Each row is one variable:

ColumnMeaning
NameUsed as {{name}} in snippet content. Click to open the variable.
Org ValueThe organization-level default. Dashes () mean no org default is set — the variable only exists because something at a lower scope overrides it.
OverridesBadges showing how many devices and OUs override this variable. Click the badge to open the override sheet.

Secret variables show their org value as a masked placeholder rather than the raw string.

The filter bar above the table accepts a name regex.

The menu on each row has Edit, Manage Overrides, and Delete.

+ Create Variable in the top-right opens the form. You provide:

  • Name — must be unique in the organization.
  • Type — text, number, IP, port, etc.; the type informs validation when you set values.
  • Secret — toggle on to store the value encrypted and prevent display in cleartext. Secrets show as •••••• on every override sheet and detail page.
  • Description — optional, but recommended for shared organizations.
  • Value — the default at the organization scope. Leave blank to make the variable a “marker” that only exists at lower scopes.

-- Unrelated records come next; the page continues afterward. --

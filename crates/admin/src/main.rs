//! Goldstart Admin - Internal administration API.
//!
//! This binary serves the catalog administration surface on port 3001.
//!
//! # Architecture
//!
//! - Axum serving JSON; no server-side rendering
//! - Every mutation is a single-document write against the managed store,
//!   all-or-nothing, no retries
//! - Uploads go directly to the store via one-time upload URLs; the
//!   binary never proxies file bytes
//!
//! # Security
//!
//! This binary is meant to run network-isolated (private interface or
//! overlay network). The public storefront binary registers none of the
//! mutating routes served here.

#![cfg_attr(not(test), forbid(unsafe_code))]

use sentry::integrations::tracing as sentry_tracing;
use tracing_subscriber::{layer::SubscriberExt, util::SubscriberInitExt};

use goldstart_admin::config::AdminConfig;
use goldstart_admin::state::AppState;

/// Initialize Sentry error tracking and return guard that must be kept alive.
fn init_sentry(config: &AdminConfig) -> Option<sentry::ClientInitGuard> {
    let dsn = config.sentry_dsn.as_ref()?;

    let guard = sentry::init((
        dsn.as_str(),
        sentry::ClientOptions {
            release: sentry::release_name!(),
            environment: config
                .sentry_environment
                .clone()
                .map(std::borrow::Cow::Owned),
            traces_sample_rate: config.sentry_traces_sample_rate,
            attach_stacktrace: true,
            ..Default::default()
        },
    ));

    tracing::info!("Sentry initialized");
    Some(guard)
}

/// Filter tracing events to Sentry event types.
fn sentry_event_filter(metadata: &tracing::Metadata<'_>) -> sentry_tracing::EventFilter {
    match *metadata.level() {
        tracing::Level::ERROR | tracing::Level::WARN => sentry_tracing::EventFilter::Event,
        tracing::Level::INFO | tracing::Level::DEBUG => sentry_tracing::EventFilter::Breadcrumb,
        _ => sentry_tracing::EventFilter::Ignore,
    }
}

#[tokio::main]
async fn main() {
    let config = AdminConfig::from_env().expect("Failed to load configuration");

    // Initialize Sentry (must be done before tracing subscriber)
    let _sentry_guard = init_sentry(&config);

    let env_filter = tracing_subscriber::EnvFilter::try_from_default_env()
        .unwrap_or_else(|_| "goldstart_admin=info,tower_http=debug".into());

    tracing_subscriber::registry()
        .with(env_filter)
        .with(tracing_subscriber::fmt::layer())
        .with(sentry_tracing::layer().event_filter(sentry_event_filter))
        .init();

    let state = AppState::new(config.clone());

    let app = goldstart_admin::app(state)
        // Sentry layers (outermost for full request coverage)
        .layer(sentry_tower::NewSentryLayer::new_from_top())
        .layer(sentry_tower::SentryHttpLayer::new().enable_transaction());

    let addr = config.socket_addr();
    tracing::info!("admin listening on {}", addr);

    let listener = tokio::net::TcpListener::bind(addr)
        .await
        .expect("Failed to bind to address");

    axum::serve(listener, app)
        .with_graceful_shutdown(shutdown_signal())
        .await
        .expect("Server error");
}

/// Wait for shutdown signal (Ctrl+C or SIGTERM).
async fn shutdown_signal() {
    let ctrl_c = async {
        tokio::signal::ctrl_c()
            .await
            .expect("Failed to install Ctrl+C handler");
    };

    #[cfg(unix)]
    let terminate = async {
        tokio::signal::unix::signal(tokio::signal::unix::SignalKind::terminate())
            .expect("Failed to install signal handler")
            .recv()
            .await;
    };

    #[cfg(not(unix))]
    let terminate = std::future::pending::<()>();

    tokio::select! {
        () = ctrl_c => {},
        () = terminate => {},
    }

    tracing::info!("Shutdown signal received, starting graceful shutdown");
}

A variable’s value at sync time is decided by walking from most-specific to least-specific:

  1. Device override (set on the device’s detail page).
  2. OU override (set on the OU’s detail page).
  3. Template override (set on the template’s detail page).
  4. Organization default (set on the variable itself).

Open a variable’s override sheet from the badges in the Overrides column to see who’s overriding it at each scope, edit values, or remove an override. Removing all overrides at every scope falls back to the org default.